Uitgeverij Joost van den Vondel (1933-1939)

Gepubliceerd op 18-09-2019

Kleuter

betekenis & definitie

is de aanduiding voor het ➝ kind na het einde van zijn eerste levensjaar tot het bereiken van den leeftijd, waarop het tot de lagere school wordt toegelaten. De gevaren, waaraan het in dit tijdperk (speelleeftijd) is blootgesteld, zijn vooral besmettelijke kinderziekten, rachitis, tuberculose, waarvan het verloop op dezen leeftijd belangrijk afwijkt van dat bij den volwassene, en ongevallen, welke bijna 9 % van de sterfte veroorzaken.
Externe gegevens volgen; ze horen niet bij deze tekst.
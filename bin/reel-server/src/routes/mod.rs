//! Axum router construction.
//!
//! [`build`] assembles the complete application router:
//! - Per-request trace-id middleware around everything
//! - Health route and the optional OpenAPI document (public)
//! - Artifact download (public)
//! - Job submission and task status behind the `x-api-key` check

pub mod doc;
mod files;
mod health;
mod jobs;
mod tasks;

use std::sync::Arc;

use axum::{middleware, Router};

use crate::middleware::{auth, trace};
use crate::state::AppState;

/// Build the complete Axum [`Router`] for the application.
pub fn build(state: Arc<AppState>) -> Router {
    let protected = Router::new()
        .merge(jobs::router())
        .merge(tasks::router())
        .route_layer(middleware::from_fn_with_state(
            state.clone(),
            auth::require_api_key,
        ));

    let mut app = Router::new()
        .merge(health::router())
        .merge(files::router())
        .merge(protected);

    if state.config.enable_openapi {
        app = app.merge(doc::router());
    }

    app.layer(middleware::from_fn_with_state(
        state.clone(),
        trace::trace_middleware,
    ))
    .with_state(state)
}

// ── Tests ──────────────────────────────────────────────────────────────────────

#[cfg(test)]
mod test {
    use std::path::Path;
    use std::time::Duration;

    use axum::body::Body;
    use axum::http::{header, Request, StatusCode};
    use http_body_util::BodyExt;
    use reel_core::{Downloader, SqliteStore, TaskRunner};
    use serde_json::{json, Value};
    use tower::ServiceExt;

    use super::*;
    use crate::config::Config;

    const KEY: &str = "secret";

    /// Stand-in for yt-dlp: prints metadata for `--dump-json`, otherwise
    /// writes `<prefix>mp3` from the `-o` template.
    const FAKE_YTDLP: &str = r#"
for arg in "$@"; do
  if [ "$arg" = "--dump-json" ]; then
    printf '%s' '{"title":"x","duration":10,"formats":[{"format_id":"a","vcodec":"h264","height":720},{"format_id":"b","vcodec":"none","acodec":"aac","abr":128}]}'
    exit 0
  fi
done
while [ $# -gt 0 ]; do
  if [ "$1" = "-o" ]; then out="$2"; fi
  shift
done
name=$(echo "$out" | sed 's/%(ext)s/mp3/')
printf 'audio-bytes' > "$name"
"#;

    struct Harness {
        app: Router,
        _dirs: (tempfile::TempDir, tempfile::TempDir),
    }

    async fn harness(script: &str, api_key: Option<&str>) -> Harness {
        let bin = tempfile::tempdir().unwrap();
        let downloads = tempfile::tempdir().unwrap();
        let downloader = fake_tool(bin.path(), script);

        let config = Config {
            downloads_dir: downloads.path().to_path_buf(),
            api_key: api_key.map(str::to_owned),
            ..Config::default()
        };
        let store = Arc::new(SqliteStore::connect("sqlite::memory:").await.unwrap());
        let runner = TaskRunner::new(Arc::clone(&store), downloader, downloads.path());

        let state = Arc::new(AppState {
            config: Arc::new(config),
            store,
            runner: Arc::new(runner),
        });
        Harness {
            app: build(state),
            _dirs: (bin, downloads),
        }
    }

    fn fake_tool(dir: &Path, body: &str) -> Downloader {
        let path = dir.join("fake-yt-dlp.sh");
        std::fs::write(&path, format!("{body}\n")).unwrap();
        Downloader::new("/bin/sh").with_base_args(vec![path.display().to_string()])
    }

    fn post_json(uri: &str, key: Option<&str>, body: &str) -> Request<Body> {
        let mut req = Request::post(uri).header(header::CONTENT_TYPE, "application/json");
        if let Some(key) = key {
            req = req.header(auth::API_KEY_HEADER, key);
        }
        req.body(Body::from(body.to_owned())).unwrap()
    }

    fn get(uri: &str) -> Request<Body> {
        Request::get(uri).body(Body::empty()).unwrap()
    }

    fn status(task_id: &str) -> Request<Body> {
        Request::get(format!("/status/{task_id}"))
            .header(auth::API_KEY_HEADER, KEY)
            .body(Body::empty())
            .unwrap()
    }

    async fn body_json(res: axum::response::Response) -> Value {
        let bytes = res.into_body().collect().await.unwrap().to_bytes();
        serde_json::from_slice(&bytes).unwrap()
    }

    async fn wait_terminal(app: &Router, task_id: &str) -> Value {
        for _ in 0..200 {
            let res = app.clone().oneshot(status(task_id)).await.unwrap();
            let body = body_json(res).await;
            if body["status"] == "completed" || body["status"] == "failed" {
                return body;
            }
            tokio::time::sleep(Duration::from_millis(20)).await;
        }
        panic!("task {task_id} never finished");
    }

    #[tokio::test]
    async fn health_is_public() {
        let h = harness("exit 0", None).await;
        let res = h.app.oneshot(get("/health")).await.unwrap();
        assert_eq!(res.status(), StatusCode::OK);
        assert!(res.headers().contains_key(trace::X_TRACE_ID));
        assert_eq!(body_json(res).await["status"], "ok");
    }

    #[tokio::test]
    async fn wrong_or_missing_key_is_401() {
        let h = harness("exit 0", Some(KEY)).await;
        for key in [None, Some("nope")] {
            let res = h
                .app
                .clone()
                .oneshot(post_json("/get_audio", key, r#"{"url":"U"}"#))
                .await
                .unwrap();
            assert_eq!(res.status(), StatusCode::UNAUTHORIZED);
            assert_eq!(body_json(res).await["error"], "Invalid or missing API key");
        }
    }

    #[tokio::test]
    async fn unconfigured_key_is_500() {
        let h = harness("exit 0", None).await;
        let res = h
            .app
            .oneshot(post_json("/get_info", Some(KEY), r#"{"url":"U"}"#))
            .await
            .unwrap();
        assert_eq!(res.status(), StatusCode::INTERNAL_SERVER_ERROR);
        assert_eq!(body_json(res).await["error"], "API_KEY not configured on server");
    }

    #[tokio::test]
    async fn missing_url_is_400_on_every_job_route() {
        let h = harness("exit 0", Some(KEY)).await;
        for uri in ["/get_video", "/get_audio", "/get_live_video", "/get_live_audio", "/get_info"] {
            let res = h.app.clone().oneshot(post_json(uri, Some(KEY), "{}")).await.unwrap();
            assert_eq!(res.status(), StatusCode::BAD_REQUEST, "{uri}");
            assert_eq!(body_json(res).await["error"], "URL is required");
        }
        let res = h.app.oneshot(post_json("/get_info", Some(KEY), "not json")).await.unwrap();
        assert_eq!(res.status(), StatusCode::BAD_REQUEST);
    }

    #[tokio::test]
    async fn status_requires_key() {
        let h = harness("exit 0", Some(KEY)).await;
        let res = h
            .app
            .clone()
            .oneshot(post_json("/get_info", Some(KEY), r#"{"url":"https://example.com/private?token=abc"}"#))
            .await
            .unwrap();
        let task_id = body_json(res).await["task_id"].as_str().unwrap().to_owned();

        let res = h.app.clone().oneshot(get(&format!("/status/{task_id}"))).await.unwrap();
        assert_eq!(res.status(), StatusCode::UNAUTHORIZED);
        let body = body_json(res).await;
        assert!(body.get("url").is_none());

        let res = h.app.oneshot(status(&task_id)).await.unwrap();
        assert_eq!(res.status(), StatusCode::OK);
    }

    #[tokio::test]
    async fn dash_prefixed_url_is_400() {
        let h = harness("exit 0", Some(KEY)).await;
        let res = h
            .app
            .oneshot(post_json("/get_info", Some(KEY), r#"{"url":"--exec=touch /tmp/x"}"#))
            .await
            .unwrap();
        assert_eq!(res.status(), StatusCode::BAD_REQUEST);
    }

    #[tokio::test]
    async fn unknown_task_and_file_are_404() {
        let h = harness("exit 0", Some(KEY)).await;
        let res = h.app.clone().oneshot(status("nope")).await.unwrap();
        assert_eq!(res.status(), StatusCode::NOT_FOUND);
        assert_eq!(body_json(res).await["error"], "Task not found");

        let res = h.app.oneshot(get("/files/nope/audio.mp3")).await.unwrap();
        assert_eq!(res.status(), StatusCode::NOT_FOUND);
    }

    #[cfg(unix)]
    #[tokio::test]
    async fn audio_job_end_to_end() {
        let h = harness(FAKE_YTDLP, Some(KEY)).await;
        let res = h
            .app
            .clone()
            .oneshot(post_json("/get_audio", Some(KEY), r#"{"url":"U"}"#))
            .await
            .unwrap();
        assert_eq!(res.status(), StatusCode::OK);
        let accepted = body_json(res).await;
        assert_eq!(accepted["status"], "waiting");
        let task_id = accepted["task_id"].as_str().unwrap().to_owned();

        let done = wait_terminal(&h.app, &task_id).await;
        assert_eq!(done["status"], "completed");
        assert_eq!(done["task_type"], "get_audio");
        assert_eq!(done["audio_format"], "best");
        assert_eq!(done["file"], format!("/files/{task_id}/audio.mp3"));
        assert!(done["error"].is_null());

        let res = h
            .app
            .oneshot(get(&format!("/files/{task_id}/audio.mp3?raw=true")))
            .await
            .unwrap();
        assert_eq!(res.status(), StatusCode::OK);
        let disposition = res.headers()[header::CONTENT_DISPOSITION].to_str().unwrap().to_owned();
        assert!(disposition.starts_with("attachment"));
        let bytes = res.into_body().collect().await.unwrap().to_bytes();
        assert_eq!(&bytes[..], b"audio-bytes");
    }

    #[cfg(unix)]
    #[tokio::test]
    async fn media_files_stream_inline_without_raw() {
        let h = harness(FAKE_YTDLP, Some(KEY)).await;
        let res = h
            .app
            .clone()
            .oneshot(post_json("/get_audio", Some(KEY), r#"{"url":"U"}"#))
            .await
            .unwrap();
        let task_id = body_json(res).await["task_id"].as_str().unwrap().to_owned();
        wait_terminal(&h.app, &task_id).await;

        let res = h
            .app
            .oneshot(get(&format!("/files/{task_id}/audio.mp3")))
            .await
            .unwrap();
        assert_eq!(res.status(), StatusCode::OK);
        assert!(!res.headers().contains_key(header::CONTENT_DISPOSITION));
        let bytes = res.into_body().collect().await.unwrap().to_bytes();
        assert_eq!(&bytes[..], b"audio-bytes");
    }

    #[cfg(unix)]
    #[tokio::test]
    async fn live_audio_job_finds_its_output() {
        let h = harness(FAKE_YTDLP, Some(KEY)).await;
        let res = h
            .app
            .clone()
            .oneshot(post_json("/get_live_audio", Some(KEY), r#"{"url":"U","duration":"0:30"}"#))
            .await
            .unwrap();
        let task_id = body_json(res).await["task_id"].as_str().unwrap().to_owned();

        let done = wait_terminal(&h.app, &task_id).await;
        assert_eq!(done["status"], "completed");
        assert_eq!(done["task_type"], "get_live_audio");
        assert_eq!(done["duration"], "0:30");
        assert_eq!(done["file"], format!("/files/{task_id}/live_audio.mp3"));

        let res = h
            .app
            .oneshot(get(&format!("/files/{task_id}/live_audio.mp3")))
            .await
            .unwrap();
        assert_eq!(res.status(), StatusCode::OK);
    }

    #[cfg(unix)]
    #[tokio::test]
    async fn failing_tool_marks_task_failed() {
        let h = harness("echo boom >&2\nexit 2", Some(KEY)).await;
        let res = h
            .app
            .clone()
            .oneshot(post_json("/get_video", Some(KEY), r#"{"url":"U","start_time":"1:30"}"#))
            .await
            .unwrap();
        let task_id = body_json(res).await["task_id"].as_str().unwrap().to_owned();

        let done = wait_terminal(&h.app, &task_id).await;
        assert_eq!(done["status"], "failed");
        assert!(done["error"].as_str().unwrap().contains("boom"));
        assert!(done["file"].is_null());
        assert!(done["completed_time"].is_string());
        assert_eq!(done["start_time"], "1:30");
    }

    #[cfg(unix)]
    #[tokio::test]
    async fn info_json_projections() {
        let h = harness(FAKE_YTDLP, Some(KEY)).await;
        let res = h
            .app
            .clone()
            .oneshot(post_json("/get_info", Some(KEY), r#"{"url":"U"}"#))
            .await
            .unwrap();
        let task_id = body_json(res).await["task_id"].as_str().unwrap().to_owned();
        let done = wait_terminal(&h.app, &task_id).await;
        assert_eq!(done["file"], format!("/files/{task_id}/info.json"));

        let uri = format!("/files/{task_id}/info.json?title=&duration=");
        let res = h.app.clone().oneshot(get(&uri)).await.unwrap();
        assert_eq!(body_json(res).await, json!({"title": "x", "duration": 10}));

        let uri = format!("/files/{task_id}/info.json?qualities");
        let q = body_json(h.app.clone().oneshot(get(&uri)).await.unwrap()).await;
        assert_eq!(q["qualities"]["video"]["a"]["height"], 720);
        assert_eq!(q["qualities"]["audio"]["b"]["abr"], 128);

        let uri = format!("/files/{task_id}/info.json?raw=true");
        let res = h.app.oneshot(get(&uri)).await.unwrap();
        assert!(res.headers().contains_key(header::CONTENT_DISPOSITION));
        let bytes = res.into_body().collect().await.unwrap().to_bytes();
        assert!(bytes.starts_with(b"{\"title\""));
    }

    #[tokio::test]
    async fn openapi_document_is_served() {
        let h = harness("exit 0", None).await;
        let res = h.app.oneshot(get("/api-docs/openapi.json")).await.unwrap();
        assert_eq!(res.status(), StatusCode::OK);
        let doc = body_json(res).await;
        assert!(doc["paths"]["/get_audio"].is_object());
    }
}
Kleuterzorg. Een goed gekozen, gemengde voeding is voor het groeiend lichaam noodzakelijk (zie het artikel ➝ Kindervoeding), terwijl zindelijkheid, een verstandige beschutting tegen de gevaren der omgeving (infecties, ongevallen) en een rationeele ➝ harding (buitenlucht) van groote waarde zijn. De beteekenis van goede woningen en ➝ speeltuinen onder deskundige leiding behoeft geen toelichting. Belangrijk is de geestelijke opvoeding in dit tijdperk (eerste moeilijke periode, Trotzalter). Consultatiebureau’s voor kleuters lichten de moeders voor bij de geestelijke en lichamelijke opvoeding. Goede kleuterscholen, liefst onder toezicht van den schoolarts, zijn vooral voor de geestelijke ontwikkeling van groote beteekenis. Voor zwakke of aan bijzondere gevaren blootgestelde kinderen dienen de koloniehuizen voor kleuters, welke tevens groote opvoedk. waarde hebben.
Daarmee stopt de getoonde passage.